Activity
Show each line of the entries below in which the word "None" appears.

Entries shown
++++++++

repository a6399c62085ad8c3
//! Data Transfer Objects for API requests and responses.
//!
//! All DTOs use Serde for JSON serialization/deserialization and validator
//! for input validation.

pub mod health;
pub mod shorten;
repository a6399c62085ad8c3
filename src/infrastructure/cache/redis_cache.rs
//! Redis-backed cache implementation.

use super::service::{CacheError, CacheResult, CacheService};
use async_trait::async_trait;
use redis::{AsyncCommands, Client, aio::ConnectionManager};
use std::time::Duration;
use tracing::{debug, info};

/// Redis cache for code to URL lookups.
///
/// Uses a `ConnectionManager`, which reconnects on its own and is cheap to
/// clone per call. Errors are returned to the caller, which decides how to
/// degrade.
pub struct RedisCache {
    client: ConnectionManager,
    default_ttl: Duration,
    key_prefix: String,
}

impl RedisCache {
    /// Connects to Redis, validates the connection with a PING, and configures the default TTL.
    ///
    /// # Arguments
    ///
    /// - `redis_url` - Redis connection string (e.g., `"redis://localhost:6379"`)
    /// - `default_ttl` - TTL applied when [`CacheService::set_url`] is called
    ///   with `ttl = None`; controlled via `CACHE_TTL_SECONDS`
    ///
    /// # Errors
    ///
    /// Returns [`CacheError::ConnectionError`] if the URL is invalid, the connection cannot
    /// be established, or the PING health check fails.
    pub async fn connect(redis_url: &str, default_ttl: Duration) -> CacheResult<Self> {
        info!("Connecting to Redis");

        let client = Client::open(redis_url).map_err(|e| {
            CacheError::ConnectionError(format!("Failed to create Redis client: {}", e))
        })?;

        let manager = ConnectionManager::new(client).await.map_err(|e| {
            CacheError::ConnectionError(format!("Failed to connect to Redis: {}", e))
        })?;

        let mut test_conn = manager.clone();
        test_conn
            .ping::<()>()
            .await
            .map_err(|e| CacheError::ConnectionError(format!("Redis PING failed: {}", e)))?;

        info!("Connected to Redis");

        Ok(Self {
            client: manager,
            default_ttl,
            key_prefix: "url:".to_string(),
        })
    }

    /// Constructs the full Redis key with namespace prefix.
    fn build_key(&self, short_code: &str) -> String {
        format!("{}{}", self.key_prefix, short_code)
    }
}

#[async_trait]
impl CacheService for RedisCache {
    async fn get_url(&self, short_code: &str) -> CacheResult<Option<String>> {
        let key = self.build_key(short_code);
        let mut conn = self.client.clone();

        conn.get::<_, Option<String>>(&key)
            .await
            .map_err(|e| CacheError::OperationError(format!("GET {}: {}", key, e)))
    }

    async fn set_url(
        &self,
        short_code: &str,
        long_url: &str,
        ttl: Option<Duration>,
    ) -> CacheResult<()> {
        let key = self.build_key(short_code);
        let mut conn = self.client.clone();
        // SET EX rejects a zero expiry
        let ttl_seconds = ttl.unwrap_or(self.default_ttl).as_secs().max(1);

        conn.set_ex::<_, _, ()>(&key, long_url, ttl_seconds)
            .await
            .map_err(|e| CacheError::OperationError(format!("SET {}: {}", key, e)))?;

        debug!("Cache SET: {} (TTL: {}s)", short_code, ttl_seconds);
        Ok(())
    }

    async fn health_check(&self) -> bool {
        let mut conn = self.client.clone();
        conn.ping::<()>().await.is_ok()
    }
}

++++++++

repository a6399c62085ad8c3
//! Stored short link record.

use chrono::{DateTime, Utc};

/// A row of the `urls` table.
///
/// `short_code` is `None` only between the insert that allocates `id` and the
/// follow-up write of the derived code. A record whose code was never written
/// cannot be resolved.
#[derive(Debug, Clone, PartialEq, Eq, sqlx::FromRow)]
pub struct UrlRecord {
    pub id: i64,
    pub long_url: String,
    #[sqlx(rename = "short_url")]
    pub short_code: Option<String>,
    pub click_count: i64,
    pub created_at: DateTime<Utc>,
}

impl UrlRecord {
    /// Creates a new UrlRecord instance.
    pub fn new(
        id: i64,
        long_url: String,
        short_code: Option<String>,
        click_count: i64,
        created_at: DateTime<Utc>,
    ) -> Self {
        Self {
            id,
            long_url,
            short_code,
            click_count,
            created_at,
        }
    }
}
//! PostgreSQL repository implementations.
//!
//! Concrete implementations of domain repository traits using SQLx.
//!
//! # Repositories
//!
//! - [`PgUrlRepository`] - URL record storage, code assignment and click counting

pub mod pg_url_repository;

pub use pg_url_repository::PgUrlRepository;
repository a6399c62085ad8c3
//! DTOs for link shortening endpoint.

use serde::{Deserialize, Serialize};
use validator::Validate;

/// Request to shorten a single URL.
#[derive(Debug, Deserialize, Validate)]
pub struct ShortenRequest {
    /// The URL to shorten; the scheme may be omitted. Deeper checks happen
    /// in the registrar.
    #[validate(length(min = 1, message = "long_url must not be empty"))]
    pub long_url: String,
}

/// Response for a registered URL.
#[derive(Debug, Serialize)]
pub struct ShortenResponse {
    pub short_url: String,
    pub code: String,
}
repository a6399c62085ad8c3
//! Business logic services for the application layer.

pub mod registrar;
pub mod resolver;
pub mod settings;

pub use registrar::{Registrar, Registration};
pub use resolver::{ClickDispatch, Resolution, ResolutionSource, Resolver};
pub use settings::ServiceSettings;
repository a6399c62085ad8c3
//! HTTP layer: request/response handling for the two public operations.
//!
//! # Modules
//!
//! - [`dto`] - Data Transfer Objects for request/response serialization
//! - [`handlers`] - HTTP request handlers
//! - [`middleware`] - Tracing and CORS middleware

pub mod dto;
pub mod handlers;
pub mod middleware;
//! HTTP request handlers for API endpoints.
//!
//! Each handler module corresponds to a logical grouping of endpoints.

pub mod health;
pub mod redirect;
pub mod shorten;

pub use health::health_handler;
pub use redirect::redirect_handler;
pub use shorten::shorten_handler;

++++++++

Answer for this exercise
    ///   with `ttl = None`; controlled via `CACHE_TTL_SECONDS`
/// `short_code` is `None` only between the insert that allocates `id` and the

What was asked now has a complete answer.